» Task instructions
A single number is the answer here: the count of lines in the data below that include the word "background".
======== Source information
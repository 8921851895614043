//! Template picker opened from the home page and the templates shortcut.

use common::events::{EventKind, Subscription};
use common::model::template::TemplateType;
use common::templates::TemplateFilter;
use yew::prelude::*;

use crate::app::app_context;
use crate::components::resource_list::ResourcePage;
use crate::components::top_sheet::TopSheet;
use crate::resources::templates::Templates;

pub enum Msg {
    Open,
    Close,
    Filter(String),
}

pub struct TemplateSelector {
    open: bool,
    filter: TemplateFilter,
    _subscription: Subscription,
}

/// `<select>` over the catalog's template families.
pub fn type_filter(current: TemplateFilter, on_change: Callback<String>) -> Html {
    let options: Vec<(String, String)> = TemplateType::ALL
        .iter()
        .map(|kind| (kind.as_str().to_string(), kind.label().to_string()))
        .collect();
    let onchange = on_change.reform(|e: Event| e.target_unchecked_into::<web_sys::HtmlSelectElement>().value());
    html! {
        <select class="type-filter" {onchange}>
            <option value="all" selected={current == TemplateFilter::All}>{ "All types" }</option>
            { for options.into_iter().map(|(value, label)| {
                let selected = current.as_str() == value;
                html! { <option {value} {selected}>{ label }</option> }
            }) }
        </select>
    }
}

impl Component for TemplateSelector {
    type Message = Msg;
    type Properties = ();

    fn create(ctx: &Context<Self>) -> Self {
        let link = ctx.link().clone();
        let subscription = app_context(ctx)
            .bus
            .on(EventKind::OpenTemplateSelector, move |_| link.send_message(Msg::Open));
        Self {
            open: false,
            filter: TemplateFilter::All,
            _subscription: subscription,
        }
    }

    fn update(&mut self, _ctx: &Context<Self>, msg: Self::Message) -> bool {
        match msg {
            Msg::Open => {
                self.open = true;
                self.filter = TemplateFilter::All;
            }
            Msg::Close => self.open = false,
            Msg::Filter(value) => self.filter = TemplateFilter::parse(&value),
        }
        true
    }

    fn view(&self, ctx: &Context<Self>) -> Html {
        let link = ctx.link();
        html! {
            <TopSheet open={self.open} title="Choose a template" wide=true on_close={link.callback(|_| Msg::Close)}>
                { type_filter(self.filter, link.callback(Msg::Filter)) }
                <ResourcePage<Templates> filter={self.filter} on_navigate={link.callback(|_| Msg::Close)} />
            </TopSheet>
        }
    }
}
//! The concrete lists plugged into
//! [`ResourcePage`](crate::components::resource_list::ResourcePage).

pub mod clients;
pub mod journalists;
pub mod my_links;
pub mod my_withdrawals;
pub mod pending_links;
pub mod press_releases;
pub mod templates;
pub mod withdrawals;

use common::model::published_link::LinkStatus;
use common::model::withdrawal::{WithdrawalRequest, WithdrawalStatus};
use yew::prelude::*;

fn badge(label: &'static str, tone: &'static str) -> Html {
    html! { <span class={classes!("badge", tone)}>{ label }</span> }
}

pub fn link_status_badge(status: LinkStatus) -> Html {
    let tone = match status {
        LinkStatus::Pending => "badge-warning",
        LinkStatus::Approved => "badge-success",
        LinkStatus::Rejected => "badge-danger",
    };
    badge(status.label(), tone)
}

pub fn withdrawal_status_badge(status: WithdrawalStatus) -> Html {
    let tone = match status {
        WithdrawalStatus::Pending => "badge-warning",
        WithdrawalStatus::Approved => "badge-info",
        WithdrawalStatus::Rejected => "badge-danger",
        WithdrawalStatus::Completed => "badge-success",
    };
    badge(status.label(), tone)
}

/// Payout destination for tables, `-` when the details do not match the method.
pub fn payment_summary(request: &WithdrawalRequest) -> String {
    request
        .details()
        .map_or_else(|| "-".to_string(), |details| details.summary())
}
================
======== Source information
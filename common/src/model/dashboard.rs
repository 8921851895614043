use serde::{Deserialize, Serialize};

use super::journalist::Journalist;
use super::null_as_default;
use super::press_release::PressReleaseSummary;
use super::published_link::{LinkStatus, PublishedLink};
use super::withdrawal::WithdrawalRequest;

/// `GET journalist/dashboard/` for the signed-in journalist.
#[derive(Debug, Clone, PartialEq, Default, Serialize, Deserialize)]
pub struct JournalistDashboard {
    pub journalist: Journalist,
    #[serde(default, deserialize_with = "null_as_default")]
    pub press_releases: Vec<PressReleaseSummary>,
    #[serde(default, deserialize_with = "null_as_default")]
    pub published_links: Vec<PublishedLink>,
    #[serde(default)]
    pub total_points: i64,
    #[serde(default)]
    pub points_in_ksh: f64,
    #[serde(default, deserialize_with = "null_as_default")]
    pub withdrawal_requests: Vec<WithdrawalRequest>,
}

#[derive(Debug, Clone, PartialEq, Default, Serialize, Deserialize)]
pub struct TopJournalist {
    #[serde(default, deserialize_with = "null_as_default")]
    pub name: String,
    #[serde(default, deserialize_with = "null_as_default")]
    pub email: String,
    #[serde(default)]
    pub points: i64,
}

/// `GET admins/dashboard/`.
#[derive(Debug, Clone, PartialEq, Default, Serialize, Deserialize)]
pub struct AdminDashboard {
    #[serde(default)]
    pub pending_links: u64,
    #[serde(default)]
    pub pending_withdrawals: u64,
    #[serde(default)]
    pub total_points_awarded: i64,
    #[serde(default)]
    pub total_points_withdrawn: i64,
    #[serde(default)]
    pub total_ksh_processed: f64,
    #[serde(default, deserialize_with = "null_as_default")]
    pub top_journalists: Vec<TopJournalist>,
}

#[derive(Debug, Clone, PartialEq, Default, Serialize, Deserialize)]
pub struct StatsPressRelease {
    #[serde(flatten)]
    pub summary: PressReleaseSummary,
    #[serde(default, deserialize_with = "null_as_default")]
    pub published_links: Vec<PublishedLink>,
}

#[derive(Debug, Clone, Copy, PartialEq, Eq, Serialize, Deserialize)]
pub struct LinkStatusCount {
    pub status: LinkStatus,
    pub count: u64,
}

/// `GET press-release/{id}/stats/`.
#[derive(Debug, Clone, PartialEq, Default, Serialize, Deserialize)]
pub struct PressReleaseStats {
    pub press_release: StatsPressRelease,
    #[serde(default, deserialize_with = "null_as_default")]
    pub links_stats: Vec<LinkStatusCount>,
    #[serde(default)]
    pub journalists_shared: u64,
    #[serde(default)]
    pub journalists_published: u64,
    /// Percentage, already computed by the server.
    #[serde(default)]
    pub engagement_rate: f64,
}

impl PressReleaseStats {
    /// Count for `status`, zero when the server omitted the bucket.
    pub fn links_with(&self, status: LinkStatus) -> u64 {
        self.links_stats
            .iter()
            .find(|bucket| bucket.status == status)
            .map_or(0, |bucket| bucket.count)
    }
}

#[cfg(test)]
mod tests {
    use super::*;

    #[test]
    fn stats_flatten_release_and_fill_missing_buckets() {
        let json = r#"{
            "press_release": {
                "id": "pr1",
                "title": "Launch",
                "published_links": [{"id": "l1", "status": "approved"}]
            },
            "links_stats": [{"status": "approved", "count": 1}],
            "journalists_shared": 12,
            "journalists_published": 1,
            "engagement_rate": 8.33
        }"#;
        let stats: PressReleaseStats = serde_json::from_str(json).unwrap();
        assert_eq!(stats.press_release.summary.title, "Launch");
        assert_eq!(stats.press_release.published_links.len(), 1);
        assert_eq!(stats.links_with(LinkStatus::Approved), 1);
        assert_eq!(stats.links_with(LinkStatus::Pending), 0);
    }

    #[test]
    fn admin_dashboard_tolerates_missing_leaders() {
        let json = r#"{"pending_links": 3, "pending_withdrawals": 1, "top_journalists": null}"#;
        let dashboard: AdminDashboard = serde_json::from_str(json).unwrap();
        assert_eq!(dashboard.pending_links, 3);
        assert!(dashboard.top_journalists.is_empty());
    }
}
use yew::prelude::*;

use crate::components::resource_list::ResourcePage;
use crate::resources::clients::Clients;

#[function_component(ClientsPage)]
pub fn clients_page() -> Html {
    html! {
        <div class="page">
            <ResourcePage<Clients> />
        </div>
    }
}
================
======== Source information
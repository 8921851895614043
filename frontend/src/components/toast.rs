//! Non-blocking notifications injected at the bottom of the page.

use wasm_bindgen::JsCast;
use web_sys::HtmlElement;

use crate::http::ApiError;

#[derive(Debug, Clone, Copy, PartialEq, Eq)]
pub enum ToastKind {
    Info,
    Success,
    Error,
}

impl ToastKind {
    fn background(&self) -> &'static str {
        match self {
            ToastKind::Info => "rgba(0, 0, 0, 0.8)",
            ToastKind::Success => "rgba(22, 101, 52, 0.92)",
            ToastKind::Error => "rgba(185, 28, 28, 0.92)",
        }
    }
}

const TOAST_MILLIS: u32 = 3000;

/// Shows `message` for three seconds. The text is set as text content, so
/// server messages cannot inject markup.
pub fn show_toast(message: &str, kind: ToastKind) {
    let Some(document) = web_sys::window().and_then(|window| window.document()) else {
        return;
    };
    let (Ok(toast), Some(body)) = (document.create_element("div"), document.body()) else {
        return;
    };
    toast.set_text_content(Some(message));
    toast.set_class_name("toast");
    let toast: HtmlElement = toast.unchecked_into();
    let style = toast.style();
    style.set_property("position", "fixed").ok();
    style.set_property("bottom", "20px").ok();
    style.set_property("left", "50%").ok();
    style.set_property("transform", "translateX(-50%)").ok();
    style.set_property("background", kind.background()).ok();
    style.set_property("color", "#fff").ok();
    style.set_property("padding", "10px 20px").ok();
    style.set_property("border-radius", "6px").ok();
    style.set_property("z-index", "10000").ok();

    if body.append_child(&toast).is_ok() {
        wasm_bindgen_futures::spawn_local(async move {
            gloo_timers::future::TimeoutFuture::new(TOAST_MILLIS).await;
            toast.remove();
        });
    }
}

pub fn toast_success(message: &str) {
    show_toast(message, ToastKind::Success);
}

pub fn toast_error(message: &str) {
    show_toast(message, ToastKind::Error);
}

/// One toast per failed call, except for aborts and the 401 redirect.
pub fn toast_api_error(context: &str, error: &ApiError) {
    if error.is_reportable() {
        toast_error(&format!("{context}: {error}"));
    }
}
================
» Task response
2